Fig. 2: Effects of hypoxia on HEK293 (Human Embryonic Kidney 293) cells with and without L-NAME treatment. A) CA9 (carbonic anhydrase 9) mRNA levels; B) HIF 1α (hypoxia-inducible factor 1 α ) mRNA levels; C) Cellular viability evaluates by MTT (brometo de 3-[4,5-dimetil-tiazol-2-il]-2,5-difeniltetrazólio) assay. NX: normoxia, NX/L-NAME: normoxia in DMEM + L-NAME, HX: hypoxia, HX/L-NAME: hypoxia in DMEM + L-NAME; n= 3 independent experiments. Data expressed as mean ± standard deviation. * P<0.05; ** P<0.007; *** P<0.0009.

Nitric oxide levels and inflammatory status in HEK-293 submitted to hypoxia
Measurements of nitrite and S-nitrosothiol (S-NO) were performed in both intracellular and extracellular compartments of renal cells subjected to 16 h of hypoxia followed by 3 h of reoxygenation. First, in relation to extracellular nitrite concentration, the results showed that there is no difference between the groups (Fig. 3A). On the other hand, a decrease in extracellular S-NO content was observed in the HX/L -NAME group compared to the NX/L -NAME group (Fig. 3B). Intracellularly, hypoxia reduced nitrite concentration compared to cells exposed to normoxia (Fig. 3D). Additionally, in normoxia, L -NAME inhibited NO synthesis and reduced intracellular nitrite concentration. In contrast, L -NAME treatment in hypoxia restored nitrite levels that had been reduced in normoxia, as there was no difference between the NX and HX/L -NAME groups. However, such reduction was not observed in intracellular S-NO content, which was both reduced during hypoxia and L -NAME treatment conditions (Fig. 3E). Finally, when evaluating the sum of NO2- and S-NO fractions, a substantial amount of extracellular NO was observed (Fig. 3C), along with low intracellular content (Fig. 3F), which aligns with the low levels of all three NOS isoforms in hypoxia-exposed renal cells (Fig. 3G-I). Additionally, L -NAME treatment did not manage to restore NOS levels to control levels. On the other hand, L -NAME treatment under normoxia led to a significant increase in the eNOS isoform (Fig. 3I), alongside high concentrations of NO secreted into the extracellular medium.
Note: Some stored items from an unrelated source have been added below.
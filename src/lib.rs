//! `dimflow`: a DAG execution engine that orchestrates calls to external
//! text-completion services across a batch of sections.
//!
//! A plugin declares a catalog of named *dimensions* (units of work), a dependency
//! graph between them, and per-dimension prompt/provider-selection callbacks. The
//! engine compiles the graph into parallel execution groups, runs section-scoped and
//! global-scoped dimensions under a bounded concurrency budget, retries and falls back
//! on transient backend failures, and returns a result keyed by dimension and section.

pub mod backend;
pub mod catalog;
pub mod cost;
pub mod engine;
pub mod error;
pub mod executor;
pub mod graph;
pub mod hooks;
pub mod model;
pub mod plugin;
pub mod provider;
pub mod scheduler;
pub mod skip;
pub mod state;
pub mod transform;

pub use catalog::{Catalog, Dimension, DimensionConfig};
pub use cost::{Costs, ModelPricing, PricingTable};
pub use engine::{Engine, EngineConfig, EngineConfigBuilder, ProcessResult, SectionOutcome};
pub use error::{Error, Result};
pub use graph::{Analytics, JsonGraph, Plan};
pub use model::{
    DependenciesView, DimensionResult, ProviderInput, ProviderRequest, ProviderResponse,
    ProviderSelection, ResultMetadata, Scope, Section, TokenUsage,
};
pub use plugin::{
    DefaultHooks, DimensionExecuteContext, HookSet, Plugin, PluginIdentity, ProcessCallbacks,
    PromptContext, SectionTransform, SkipGlobalContext, SkipSectionContext,
};
pub use provider::{Provider, ProviderRegistry};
This indicates that the blockade of NO in normoxia and hypoxia has opposite effects on this isoform. Regarding iNOS, no increase was observed in the hypoxia-exposed and L -NAME-treated groups (Fig. 3H).
NO plays a crucial role in regulating inflammatory cytokines, modulating the production and activity of these molecules, influencing the development and intensity of inflammatory processes. In this sense, the present study showed a decreased pro-inflammatory cytokine IL-6 after L -NAME usage and under hypoxic conditions (Fig. 4B). Additionally, anti-inflammatory cytokine IL-10 was reduced under the same conditions (Fig. 4C). No significant difference in IL-1β was observed among the evaluated groups (Fig. 4A). In contrast to IL6 and IL10 cytokine results, TNF-α increased in hypoxia-exposed renal cells (Fig. 4D).
Next, we evaluated the proteins Bax and Bcl-2, members of a protein family involved in apoptosis regulation, a programmed cell death process crucial in development, homeostasis, and damaged cell removal in the body. We observed a decrease in the anti-apoptotic protein Bcl-2 in hypoxia-exposed cell group compared to renal cells under normoxia (Fig. 4F). No significant differences in the expression of the pro-apoptotic gene Bax were observed across the 4 experimental groups (Fig. 4E). The Bax/Bcl2 ratio was significantly increased in hypoxia-exposed renal cell group compared to the normoxia and HX/L -NAME groups (Fig. 4G). Hypoxia positively regulates the expression of anti-apoptotic genes like Bcl2, dependent on HIF-1.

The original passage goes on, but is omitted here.